I'm designing my own programming language (called Lima, if you care its on www.btetrud.com), and I'm trying to wrap my head around how to implement operator overloading. I'm deciding to bind operators on specific objects (its a prototype based language). (Its also a dynamic language, where 'var' is like 'var' in javascript - a variable that can hold any type of value).
For example, this would be an object with a redefined + operator:
x =
{ int member
operator +
self int[b]:
ret b+self
int[a] self:
ret member+a
}
I hope its fairly obvious what that does. The operator is defined when x is both the right and left operand (using self to denote this).
The problem is what to do when you have two objects that define an operator in an open-ended way like this. For example, what do you do in this scenario:
A =
{ int x
operator +
self var[b]:
ret x+b
}
B =
{ int x
operator +
var[a] self:
ret x+a
}
a+b ;; is a's or b's + operator used?
So an easy answer to this question is "well duh, don't make ambiguous definitions", but its not that simple.

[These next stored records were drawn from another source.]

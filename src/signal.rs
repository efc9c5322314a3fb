//! Signal type for uniformly sampled data
//!
//! A Signal holds one channel of samples and its sample rate. It can be
//! loaded from audio containers (vibration and acoustic recordings are often
//! stored as WAV), cleaned of non-finite samples, and stacked into a matrix
//! for the batch analyses.

use std::fs::File;
use std::path::Path;

use nalgebra::DMatrix;
use symphonia::core::audio::SampleBuffer;
use symphonia::core::codecs::DecoderOptions;
use symphonia::core::formats::FormatOptions;
use symphonia::core::io::MediaSourceStream;
use symphonia::core::meta::MetadataOptions;
use symphonia::core::probe::Hint;

use crate::diagnostics::NoProgress;
use crate::sync_average::SyncAverage;
use crate::synchronize::{Reference, SyncOptions, Synchronization, Synchronizer};
use crate::{circshift, invalid, CycloError, Result};

/// Uniformly sampled signal with its sample rate
#[derive(Debug, Clone, PartialEq)]
pub struct Signal {
    samples: Vec<f64>,
    /// Sample rate in Hz
    sample_rate: f64,
}

impl Signal {
    /// Create a Signal from raw samples
    ///
    /// # Example
    /// ```
    /// use cyclostat_core::Signal;
    ///
    /// let signal = Signal::from_samples(&[0.0, 1.0, 0.0, -1.0], 1000.0);
    /// assert_eq!(signal.num_samples(), 4);
    /// ```
    pub fn from_samples(samples: &[f64], sample_rate: f64) -> Self {
        Self {
            samples: samples.to_vec(),
            sample_rate,
        }
    }

    /// Create a Signal from owned samples (avoids cloning)
    pub fn from_samples_owned(samples: Vec<f64>, sample_rate: f64) -> Self {
        Self {
            samples,
            sample_rate,
        }
    }

    /// Load a Signal from an audio file, mixing channels down to mono
    ///
    /// WAV files are read with hound; anything else (FLAC, OGG, MP3) goes
    /// through symphonia. Integer samples are scaled to [-1, 1].
    pub fn from_file<P: AsRef<Path>>(path: P) -> Result<Self> {
        let channels = Self::from_file_channels(path)?;
        let sample_rate = channels.first().map_or(0.0, |c| c.sample_rate);
        let n_channels = channels.len().max(1) as f64;
        let len = channels.iter().map(|c| c.samples.len()).min().unwrap_or(0);

        let samples = (0..len)
            .map(|i| channels.iter().map(|c| c.samples[i]).sum::<f64>() / n_channels)
            .collect();

        Ok(Self {
            samples,
            sample_rate,
        })
    }

    /// Load a Signal per channel from an audio file
    pub fn from_file_channels<P: AsRef<Path>>(path: P) -> Result<Vec<Self>> {
        let path = path.as_ref();
        let is_wav = path
            .extension()
            .map(|ext| ext.to_string_lossy().eq_ignore_ascii_case("wav"))
            .unwrap_or(false);

        if is_wav {
            Self::from_wav_channels(path)
        } else {
            Self::from_symphonia_channels(path)
        }
    }

    fn from_wav_channels(path: &Path) -> Result<Vec<Self>> {
        let reader = hound::WavReader::open(path)?;
        let spec = reader.spec();
        let sample_rate = spec.sample_rate as f64;
        let channels = (spec.channels as usize).max(1);

        let interleaved: Vec<f64> = match spec.sample_format {
            hound::SampleFormat::Int => {
                let max_value = (1_i64 << (spec.bits_per_sample - 1)) as f64;
                reader
                    .into_samples::<i32>()
                    .map(|s| s.map(|v| v as f64 / max_value))
                    .collect::<std::result::Result<_, _>>()?
            }
            hound::SampleFormat::Float => reader
                .into_samples::<f32>()
                .map(|s| s.map(|v| v as f64))
                .collect::<std::result::Result<_, _>>()?,
        };

        Ok(deinterleave(&interleaved, channels, sample_rate))
    }

    fn from_symphonia_channels(path: &Path) -> Result<Vec<Self>> {
        let file = File::open(path)?;
        let mss = MediaSourceStream::new(Box::new(file), Default::default());

        let mut hint = Hint::new();
        if let Some(ext) = path.extension() {
            hint.with_extension(&ext.to_string_lossy());
        }

        let probed = symphonia::default::get_probe()
            .format(&hint, mss, &FormatOptions::default(), &MetadataOptions::default())
            .map_err(|e| CycloError::Decode(format!("failed to probe format: {}", e)))?;
        let mut format = probed.format;

        let track = format
            .default_track()
            .ok_or_else(|| CycloError::Decode("no audio track found".to_string()))?;
        let track_id = track.id;
        let sample_rate = track
            .codec_params
            .sample_rate
            .ok_or_else(|| CycloError::Decode("unknown sample rate".to_string()))?
            as f64;
        let channels = track.codec_params.channels.map(|c| c.count()).unwrap_or(1);

        let mut decoder = symphonia::default::get_codecs()
            .make(&track.codec_params, &DecoderOptions::default())
            .map_err(|e| CycloError::Decode(format!("failed to create decoder: {}", e)))?;

        let mut interleaved: Vec<f64> = Vec::new();
        loop {
            let packet = match format.next_packet() {
                Ok(packet) => packet,
                Err(symphonia::core::errors::Error::IoError(ref e))
                    if e.kind() == std::io::ErrorKind::UnexpectedEof =>
                {
                    break;
                }
                Err(e) => return Err(CycloError::Decode(format!("error reading packet: {}", e))),
            };

            if packet.track_id() != track_id {
                continue;
            }

            let decoded = match decoder.decode(&packet) {
                Ok(decoded) => decoded,
                Err(symphonia::core::errors::Error::DecodeError(_)) => continue,
                Err(e) => return Err(CycloError::Decode(format!("decode error: {}", e))),
            };

            let spec = *decoded.spec();
            let mut sample_buf = SampleBuffer::<f32>::new(decoded.frames() as u64, spec);
            sample_buf.copy_interleaved_ref(decoded);
            interleaved.extend(sample_buf.samples().iter().map(|&s| s as f64));
        }

        tracing::debug!(
            path = %path.display(),
            channels,
            frames = interleaved.len() / channels.max(1),
            "decoded audio"
        );
        Ok(deinterleave(&interleaved, channels.max(1), sample_rate))
    }

    /// Stack equally long signals into a matrix, one signal per row
    pub fn stack_rows(signals: &[Signal]) -> Result<DMatrix<f64>> {
        let ncols = match signals.first() {
            Some(first) => first.samples.len(),
            None => return invalid("cannot stack an empty list of signals"),
        };
        if let Some(bad) = signals.iter().find(|s| s.samples.len() != ncols) {
            return invalid(format!(
                "all rows must share the same length ({} != {})",
                bad.samples.len(),
                ncols
            ));
        }
        Ok(DMatrix::from_fn(signals.len(), ncols, |r, c| signals[r].samples[c]))
    }

    /// Get the sample rate in Hz
    pub fn sample_rate(&self) -> f64 {
        self.sample_rate
    }

    /// Get a reference to the samples
    pub fn samples(&self) -> &[f64] {
        &self.samples
    }

    /// Get the number of samples
    pub fn num_samples(&self) -> usize {
        self.samples.len()
    }

    /// Get the total duration in seconds
    pub fn duration(&self) -> f64 {
        self.samples.len() as f64 / self.sample_rate
    }

    /// Copy of this signal with non-finite samples replaced
    ///
    /// NaN and infinities become the minimum finite sample (0.0 when no
    /// sample is finite), so they can never be picked as peaks.
    pub fn cleaned(&self) -> Signal {
        Signal {
            samples: replace_non_finite(&self.samples),
            sample_rate: self.sample_rate,
        }
    }

    /// Create a pure tone (sine wave)
    ///
    /// # Arguments
    /// * `frequency` - Frequency in Hz
    /// * `duration` - Duration in seconds
    /// * `sample_rate` - Sample rate in Hz
    /// * `amplitude` - Peak amplitude
    /// * `phase` - Initial phase in radians
    pub fn create_tone(
        frequency: f64,
        duration: f64,
        sample_rate: f64,
        amplitude: f64,
        phase: f64,
    ) -> Signal {
        let n_samples = (duration * sample_rate).round() as usize;
        let omega = 2.0 * std::f64::consts::PI * frequency / sample_rate;

        let samples: Vec<f64> = (0..n_samples)
            .map(|i| amplitude * (omega * i as f64 + phase).sin())
            .collect();

        Signal {
            samples,
            sample_rate,
        }
    }

    /// Synchronous average with blocks of `block_size` samples
    pub fn sync_average(&self, block_size: f64, want_residual: bool) -> Result<SyncAverage> {
        SyncAverage::from_samples(&self.samples, block_size, want_residual)
    }

    /// Align the cycles of this signal against `reference`
    pub fn synchronize(&self, reference: Reference, options: &SyncOptions) -> Result<Synchronization> {
        Synchronizer::new(options.clone()).run(&self.samples, &reference, &mut NoProgress)
    }

    /// Circularly shifted copy of this signal
    pub fn circ_shift(&self, shift: f64) -> Signal {
        Signal {
            samples: circshift::circ_shift(&self.samples, shift),
            sample_rate: self.sample_rate,
        }
    }
}

/// Replace NaN and infinite values by the smallest finite value
pub fn replace_non_finite(samples: &[f64]) -> Vec<f64> {
    let fill = samples
        .iter()
        .copied()
        .filter(|x| x.is_finite())
        .fold(f64::INFINITY, f64::min);
    let fill = if fill.is_finite() { fill } else { 0.0 };

    samples
        .iter()
        .map(|&x| if x.is_finite() { x } else { fill })
        .collect()
}

fn deinterleave(interleaved: &[f64], channels: usize, sample_rate: f64) -> Vec<Signal> {
    let mut channel_samples: Vec<Vec<f64>> = vec![Vec::new(); channels];
    for (i, &sample) in interleaved.iter().enumerate() {
        channel_samples[i % channels].push(sample);
    }
    channel_samples
        .into_iter()
        .map(|samples| Signal {
            samples,
            sample_rate,
        })
        .collect()
}

#[cfg(test)]
mod tests {
    use super::*;
    use approx::assert_relative_eq;

    #[test]
    fn test_from_samples() {
        let samples = vec![0.0, 0.5, 1.0, 0.5, 0.0];
        let signal = Signal::from_samples(&samples, 44100.0);

        assert_eq!(signal.sample_rate(), 44100.0);
        assert_eq!(signal.num_samples(), 5);
        assert_relative_eq!(signal.duration(), 5.0 / 44100.0, epsilon = 1e-10);
    }

    #[test]
    fn test_pure_tone() {
        let signal = Signal::create_tone(100.0, 0.1, 1000.0, 1.0, 0.0);

        assert_eq!(signal.num_samples(), 100);
        assert_relative_eq!(signal.samples()[0], 0.0, epsilon = 1e-10);
        // Ten samples per cycle
        assert_relative_eq!(signal.samples()[10], 0.0, epsilon = 1e-10);
        assert_relative_eq!(signal.samples()[12], signal.samples()[2], epsilon = 1e-10);
    }

    #[test]
    fn test_cleaned_replaces_non_finite() {
        let signal = Signal::from_samples(&[1.0, f64::NAN, -2.0, f64::INFINITY], 10.0);
        let cleaned = signal.cleaned();

        assert_eq!(cleaned.samples(), &[1.0, -2.0, -2.0, -2.0]);
        // The source signal is untouched
        assert!(signal.samples()[1].is_nan());
    }

    #[test]
    fn test_cleaned_all_nan() {
        let cleaned = Signal::from_samples(&[f64::NAN, f64::NAN], 10.0).cleaned();
        assert_eq!(cleaned.samples(), &[0.0, 0.0]);
    }

    #[test]
    fn test_stack_rows() {
        let a = Signal::from_samples(&[1.0, 2.0, 3.0], 10.0);
        let b = Signal::from_samples(&[4.0, 5.0, 6.0], 10.0);
        let matrix = Signal::stack_rows(&[a.clone(), b]).unwrap();

        assert_eq!(matrix.nrows(), 2);
        assert_eq!(matrix[(1, 2)], 6.0);

        let short = Signal::from_samples(&[1.0], 10.0);
        assert!(Signal::stack_rows(&[a, short]).is_err());
    }

    #[test]
    fn test_deinterleave() {
        let channels = deinterleave(&[1.0, -1.0, 2.0, -2.0, 3.0, -3.0], 2, 8000.0);
        assert_eq!(channels.len(), 2);
        assert_eq!(channels[0].samples(), &[1.0, 2.0, 3.0]);
        assert_eq!(channels[1].samples(), &[-1.0, -2.0, -3.0]);
    }
}
#[pymethods]
impl PySignal {
    /// Create a Signal from raw samples
    ///
    /// Parameters
    /// ----------
    /// samples : numpy.ndarray
    ///     Samples as a 1D float64 array
    /// sample_rate : float
    ///     Sample rate in Hz
    #[new]
    fn new(samples: PyReadonlyArray1<f64>, sample_rate: f64) -> Self {
        PySignal {
            inner: RustSignal::from_samples_owned(vector_from_py(&samples), sample_rate),
        }
    }

    /// Load a Signal from an audio file, mixing channels to mono
    ///
    /// Supports WAV, MP3, FLAC, and OGG formats.
    #[staticmethod]
    fn from_file(path: &str) -> PyResult<Self> {
        RustSignal::from_file(path)
            .map(|s| PySignal { inner: s })
            .map_err(to_py_err)
    }

    /// Load one Signal per channel of an audio file
    #[staticmethod]
    fn from_file_channels(path: &str) -> PyResult<Vec<Self>> {
        RustSignal::from_file_channels(path)
            .map(|channels| channels.into_iter().map(|s| PySignal { inner: s }).collect())
            .map_err(to_py_err)
    }

    #[getter]
    fn sample_rate(&self) -> f64 {
        self.inner.sample_rate()
    }

    #[getter]
    fn duration(&self) -> f64 {
        self.inner.duration()
    }

    #[getter]
    fn num_samples(&self) -> usize {
        self.inner.num_samples()
    }

    /// Get the samples as a numpy array
    fn samples<'py>(&self, py: Python<'py>) -> Bound<'py, PyArray1<f64>> {
        self.inner.samples().to_vec().into_pyarray_bound(py)
    }

    /// Copy with NaN and infinite samples replaced by the minimum finite value
    fn cleaned(&self) -> Self {
        PySignal {
            inner: self.inner.cleaned(),
        }
    }

    /// Synchronous average
    ///
    /// Parameters
    /// ----------
    /// block_size : float
    ///     Cyclic period in samples; non-integer values resample the signal
    /// want_residual : bool
    ///     Also compute the signal minus the repeated average
    #[pyo3(signature = (block_size, want_residual=false))]
    fn sync_average(&self, block_size: f64, want_residual: bool) -> PyResult<PySyncAverage> {
        self.inner
            .sync_average(block_size, want_residual)
            .map(|inner| PySyncAverage { inner })
            .map_err(to_py_err)
    }

    /// Circularly shifted copy (fractional shifts use the FFT)
    fn circ_shift(&self, shift: f64) -> Self {
        PySignal {
            inner: self.inner.circ_shift(shift),
        }
    }
}

/// Python wrapper for SyncAverage
#[pyclass(name = "SyncAverage")]
pub struct PySyncAverage {
    inner: RustSyncAverage,
}

#[pymethods]
impl PySyncAverage {
    /// Averaged period as a numpy array
    fn average<'py>(&self, py: Python<'py>) -> Bound<'py, PyArray1<f64>> {
        self.inner.average().to_vec().into_pyarray_bound(py)
    }

    /// Residual as a numpy array, or None if it was not requested
    fn residual<'py>(&self, py: Python<'py>) -> Option<Bound<'py, PyArray1<f64>>> {
        self.inner.residual().map(|r| r.to_vec().into_pyarray_bound(py))
    }

    #[getter]
    fn num_blocks(&self) -> usize {
        self.inner.num_blocks()
    }

    #[getter]
    fn resampled(&self) -> bool {
        self.inner.is_resampled()
    }

    #[getter]
    fn warnings(&self) -> Vec<String> {
        warning_strings(self.inner.warnings())
    }
}

/// Python wrapper for Synchronization
#[pyclass(name = "Synchronization")]
pub struct PySynchronization {
    inner: RustSynchronization,
}

#[pymethods]
impl PySynchronization {
    /// Aligned cycles as a 2D array [cycle, sample], or None
    fn ensemble<'py>(&self, py: Python<'py>) -> PyResult<Option<Bound<'py, PyArray2<f64>>>> {
        self.inner
            .ensemble()
            .map(|m| matrix_to_py(py, m))
            .transpose()
    }

    /// Estimated offset of every cycle
    fn deltas<'py>(&self, py: Python<'py>) -> Bound<'py, PyArray1<f64>> {
        self.inner.deltas().to_vec().into_pyarray_bound(py)
    }

    /// Offsets relative to the first cycle
    fn relative_deltas<'py>(&self, py: Python<'py>) -> Bound<'py, PyArray1<f64>> {
        self.inner.relative_deltas().into_pyarray_bound(py)
    }

    /// Estimated start sample of every cycle
    fn cycle_starts<'py>(&self, py: Python<'py>) -> Bound<'py, PyArray1<f64>> {
        self.inner.cycle_starts().into_pyarray_bound(py)
    }

    #[getter]
    fn period(&self) -> usize {
        self.inner.period()
    }

    #[getter]
    fn warnings(&self) -> Vec<String> {
        warning_strings(self.inner.warnings())
    }
}

/// Synchronous average of a 1D signal
///
/// Returns
/// -------
/// (average, num_blocks, residual or None)
#[pyfunction]
#[pyo3(signature = (samples, block_size, want_residual=false))]
fn sync_av<'py>(
    py: Python<'py>,
    samples: PyReadonlyArray1<f64>,
    block_size: f64,
    want_residual: bool,
) -> PyResult<(Bound<'py, PyArray1<f64>>, usize, Option<Bound<'py, PyArray1<f64>>>)> {
    let sav = RustSyncAverage::from_samples(&vector_from_py(&samples), block_size, want_residual)
        .map_err(to_py_err)?;
    Ok((
        sav.average().to_vec().into_pyarray_bound(py),
        sav.num_blocks(),
        sav.residual().map(|r| r.to_vec().into_pyarray_bound(py)),
    ))
}

/// Synchronous average of every row of a 2D array
#[pyfunction]
#[pyo3(signature = (data, block_size, want_residual=false))]
fn sync_av_rows<'py>(
    py: Python<'py>,
    data: PyReadonlyArray2<f64>,
    block_size: f64,
    want_residual: bool,
) -> PyResult<(Bound<'py, PyArray2<f64>>, usize, Option<Bound<'py, PyArray2<f64>>>)> {
    let sav = RustSyncAverage::from_rows(&matrix_from_py(&data), block_size, want_residual)
        .map_err(to_py_err)?;
    let residual = sav.residual().map(|r| matrix_to_py(py, r)).transpose()?;
    Ok((matrix_to_py(py, sav.average())?, sav.num_blocks(), residual))
}

/// Align the cycles of a signal
///
/// Parameters
/// ----------
/// samples : numpy.ndarray
///     Signal to synchronize
/// period : int or numpy.ndarray
///     Nominal period in samples, or an explicit reference cycle
/// method : str
///     maxCorr, baryCorr, maxCorrInterp, threshold, risingThreshold,
///     maxAmplitude or cepstrum
/// params : list of float, optional
///     [threshold] or [threshold, min_slope] for the threshold methods
/// scale : str
///     Correlation scaling: none, biased, unbiased or circular
/// progress : callable, optional
///     Called as progress(fraction, phase)
#[pyfunction]
#[pyo3(signature = (
    samples,
    period,
    method="maxCorrInterp",
    params=None,
    scale="none",
    want_ensemble=true,
    compensate_drift=false,
    interp_factor=10,
    progress=None
))]
#[allow(clippy::too_many_arguments)]
fn synchronize<'py>(
    py: Python<'py>,
    samples: PyReadonlyArray1<f64>,
    period: &Bound<'py, PyAny>,
    method: &str,
    params: Option<Vec<f64>>,
    scale: &str,
    want_ensemble: bool,
    compensate_drift: bool,
    interp_factor: usize,
    progress: Option<Bound<'py, PyAny>>,
) -> PyResult<PySynchronization> {
    let reference = match period.extract::<usize>() {
        Ok(p) => Reference::Period(p),
        Err(_) => {
            let waveform: PyReadonlyArray1<f64> = period.extract()?;
            Reference::Waveform(vector_from_py(&waveform))
        }
    };
    let options = SyncOptions {
        method: SyncMethod::from_name(method, params.as_deref()).map_err(to_py_err)?,
        scale: CorrelationScale::from_name(scale).map_err(to_py_err)?,
        want_ensemble,
        compensate_drift,
        interp_factor,
        cepstrum: CepstrumParams::default(),
    };
    let signal = vector_from_py(&samples);
    let synchronizer = Synchronizer::new(options);

    let inner = match progress {
        Some(callback) => {
            let mut sink = PyProgress::new(callback);
            let result = synchronizer.run(&signal, &reference, &mut sink).map_err(to_py_err);
            sink.finish(result)
        }
        None => py
            .allow_threads(|| synchronizer.run(&signal, &reference, &mut NoProgress))
            .map_err(to_py_err),
    }?;
    Ok(PySynchronization { inner })
}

What if you include a module that has an A type of object, and then defined a B type of object.
How do you create a language that guards against other objects hijacking what you want to do with your operators?
C++ has operator overloading defined as "members" of classes. How does C++ deal with ambiguity like this?
Most languages will give precedence to the class on the left. C++, I believe, doesn't let you overload operators on the right-hand side at all. When you define operator+, you are defining addition for when this type is on the left, for anything on the right.
In fact, it would not make sense if you allowed your operator + to work for when the type is on the right-hand side. It works for +, but consider -. If type A defines operator - in a certain way, and I do int x - A y, I don't want A's operator - to be called, because it will compute the subtraction in reverse!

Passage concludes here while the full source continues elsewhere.